DATA:
##############################

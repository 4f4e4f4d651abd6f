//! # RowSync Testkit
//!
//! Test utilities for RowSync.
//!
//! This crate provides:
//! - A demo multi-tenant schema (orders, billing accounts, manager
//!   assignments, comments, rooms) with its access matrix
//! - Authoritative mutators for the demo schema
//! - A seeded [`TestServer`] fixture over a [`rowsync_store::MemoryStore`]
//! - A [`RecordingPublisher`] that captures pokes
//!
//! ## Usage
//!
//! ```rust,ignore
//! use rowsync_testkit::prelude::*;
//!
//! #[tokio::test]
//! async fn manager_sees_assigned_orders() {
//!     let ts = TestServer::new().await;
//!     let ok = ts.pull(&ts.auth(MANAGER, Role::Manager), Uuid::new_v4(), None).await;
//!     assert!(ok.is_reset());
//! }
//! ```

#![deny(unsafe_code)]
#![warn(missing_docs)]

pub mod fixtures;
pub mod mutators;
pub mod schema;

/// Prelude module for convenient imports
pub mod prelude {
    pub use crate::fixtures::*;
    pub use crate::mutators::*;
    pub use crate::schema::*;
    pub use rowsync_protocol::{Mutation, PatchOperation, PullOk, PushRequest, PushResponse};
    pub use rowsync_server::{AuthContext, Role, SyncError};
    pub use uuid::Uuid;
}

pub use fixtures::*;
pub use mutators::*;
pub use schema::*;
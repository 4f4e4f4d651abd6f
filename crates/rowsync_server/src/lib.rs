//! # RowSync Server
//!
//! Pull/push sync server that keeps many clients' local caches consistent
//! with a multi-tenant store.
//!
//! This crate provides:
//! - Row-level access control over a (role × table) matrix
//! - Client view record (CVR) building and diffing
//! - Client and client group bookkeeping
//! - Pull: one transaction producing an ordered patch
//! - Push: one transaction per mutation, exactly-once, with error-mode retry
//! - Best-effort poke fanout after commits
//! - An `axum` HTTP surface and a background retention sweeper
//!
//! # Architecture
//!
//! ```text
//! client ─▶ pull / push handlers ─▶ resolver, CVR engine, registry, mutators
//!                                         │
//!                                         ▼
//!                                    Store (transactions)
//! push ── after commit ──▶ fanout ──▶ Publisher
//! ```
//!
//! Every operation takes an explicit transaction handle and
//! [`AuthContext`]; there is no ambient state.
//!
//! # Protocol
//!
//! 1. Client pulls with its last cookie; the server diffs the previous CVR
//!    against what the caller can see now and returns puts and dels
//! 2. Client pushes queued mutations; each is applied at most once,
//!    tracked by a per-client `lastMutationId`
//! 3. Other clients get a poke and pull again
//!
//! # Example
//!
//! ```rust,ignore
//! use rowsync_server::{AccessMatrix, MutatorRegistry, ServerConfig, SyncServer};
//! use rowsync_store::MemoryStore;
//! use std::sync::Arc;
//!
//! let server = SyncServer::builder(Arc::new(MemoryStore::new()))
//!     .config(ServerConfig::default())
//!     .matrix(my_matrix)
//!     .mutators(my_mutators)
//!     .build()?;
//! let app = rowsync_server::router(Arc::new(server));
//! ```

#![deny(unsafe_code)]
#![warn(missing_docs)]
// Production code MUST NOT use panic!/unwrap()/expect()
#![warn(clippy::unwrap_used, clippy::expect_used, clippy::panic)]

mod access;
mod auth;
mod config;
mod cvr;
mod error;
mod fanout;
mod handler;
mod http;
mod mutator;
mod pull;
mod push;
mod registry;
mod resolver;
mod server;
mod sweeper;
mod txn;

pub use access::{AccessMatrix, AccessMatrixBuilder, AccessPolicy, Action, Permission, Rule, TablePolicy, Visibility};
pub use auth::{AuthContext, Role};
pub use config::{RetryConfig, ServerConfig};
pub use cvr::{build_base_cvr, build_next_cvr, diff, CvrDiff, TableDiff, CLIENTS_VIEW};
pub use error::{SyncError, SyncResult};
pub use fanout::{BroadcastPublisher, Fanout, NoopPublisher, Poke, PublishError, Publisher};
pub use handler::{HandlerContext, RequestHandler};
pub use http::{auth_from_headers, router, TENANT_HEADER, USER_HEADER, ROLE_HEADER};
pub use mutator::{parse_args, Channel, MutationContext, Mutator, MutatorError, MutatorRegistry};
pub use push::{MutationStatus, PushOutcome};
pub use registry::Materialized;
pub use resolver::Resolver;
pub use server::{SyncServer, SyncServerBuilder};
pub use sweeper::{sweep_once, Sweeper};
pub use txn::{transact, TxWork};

##############################

All of the data must be set down again exactly.

RESULT BELOW:
repository 4f4e4f4d651abd6f
//! # RowSync Testkit
//!
//! Test utilities for RowSync.
//!
//! This crate provides:
//! - A demo multi-tenant schema (orders, billing accounts, manager
//!   assignments, comments, rooms) with its access matrix
//! - Authoritative mutators for the demo schema
//! - A seeded [`TestServer`] fixture over a [`rowsync_store::MemoryStore`]
//! - A [`RecordingPublisher`] that captures pokes
//!
//! ## Usage
//!
//! ```rust,ignore
//! use rowsync_testkit::prelude::*;
//!
//! #[tokio::test]
//! async fn manager_sees_assigned_orders() {
//!     let ts = TestServer::new().await;
//!     let ok = ts.pull(&ts.auth(MANAGER, Role::Manager), Uuid::new_v4(), None).await;
//!     assert!(ok.is_reset());
//! }
//! ```

#![deny(unsafe_code)]
#![warn(missing_docs)]

pub mod fixtures;
pub mod mutators;
pub mod schema;

/// Prelude module for convenient imports
pub mod prelude {
    pub use crate::fixtures::*;
    pub use crate::mutators::*;
    pub use crate::schema::*;
    pub use rowsync_protocol::{Mutation, PatchOperation, PullOk, PushRequest, PushResponse};
    pub use rowsync_server::{AuthContext, Role, SyncError};
    pub use uuid::Uuid;
}

pub use fixtures::*;
pub use mutators::*;
pub use schema::*;
repository 4f4e4f4d651abd6f
filename crates/rowsync_server/src/lib.rs
//! # RowSync Server
//!
//! Pull/push sync server that keeps many clients' local caches consistent
//! with a multi-tenant store.
//!
//! This crate provides:
//! - Row-level access control over a (role × table) matrix
//! - Client view record (CVR) building and diffing
//! - Client and client group bookkeeping
//! - Pull: one transaction producing an ordered patch
//! - Push: one transaction per mutation, exactly-once, with error-mode retry
//! - Best-effort poke fanout after commits
//! - An `axum` HTTP surface and a background retention sweeper
//!
//! # Architecture
//!
//! ```text
//! client ─▶ pull / push handlers ─▶ resolver, CVR engine, registry, mutators
//!                                         │
//!                                         ▼
//!                                    Store (transactions)
//! push ── after commit ──▶ fanout ──▶ Publisher
//! ```
//!
//! Every operation takes an explicit transaction handle and
//! [`AuthContext`]; there is no ambient state.
//!
//! # Protocol
//!
//! 1. Client pulls with its last cookie; the server diffs the previous CVR
//!    against what the caller can see now and returns puts and dels
//! 2. Client pushes queued mutations; each is applied at most once,
//!    tracked by a per-client `lastMutationId`
//! 3. Other clients get a poke and pull again
//!
//! # Example
//!
//! ```rust,ignore
//! use rowsync_server::{AccessMatrix, MutatorRegistry, ServerConfig, SyncServer};
//! use rowsync_store::MemoryStore;
//! use std::sync::Arc;
//!
//! let server = SyncServer::builder(Arc::new(MemoryStore::new()))
//!     .config(ServerConfig::default())
//!     .matrix(my_matrix)
//!     .mutators(my_mutators)
//!     .build()?;
//! let app = rowsync_server::router(Arc::new(server));
//! ```

#![deny(unsafe_code)]
#![warn(missing_docs)]
// Production code MUST NOT use panic!/unwrap()/expect()
#![warn(clippy::unwrap_used, clippy::expect_used, clippy::panic)]

mod access;
mod auth;
mod config;
mod cvr;
mod error;
mod fanout;
mod handler;
mod http;
mod mutator;
mod pull;
mod push;
mod registry;
mod resolver;
mod server;
mod sweeper;
mod txn;

pub use access::{AccessMatrix, AccessMatrixBuilder, AccessPolicy, Action, Permission, Rule, TablePolicy, Visibility};
pub use auth::{AuthContext, Role};
pub use config::{RetryConfig, ServerConfig};
pub use cvr::{build_base_cvr, build_next_cvr, diff, CvrDiff, TableDiff, CLIENTS_VIEW};
pub use error::{SyncError, SyncResult};
pub use fanout::{BroadcastPublisher, Fanout, NoopPublisher, Poke, PublishError, Publisher};
pub use handler::{HandlerContext, RequestHandler};
pub use http::{auth_from_headers, router, TENANT_HEADER, USER_HEADER, ROLE_HEADER};
pub use mutator::{parse_args, Channel, MutationContext, Mutator, MutatorError, MutatorRegistry};
pub use push::{MutationStatus, PushOutcome};
pub use registry::Materialized;
pub use resolver::Resolver;
pub use server::{SyncServer, SyncServerBuilder};
pub use sweeper::{sweep_once, Sweeper};
pub use txn::{transact, TxWork};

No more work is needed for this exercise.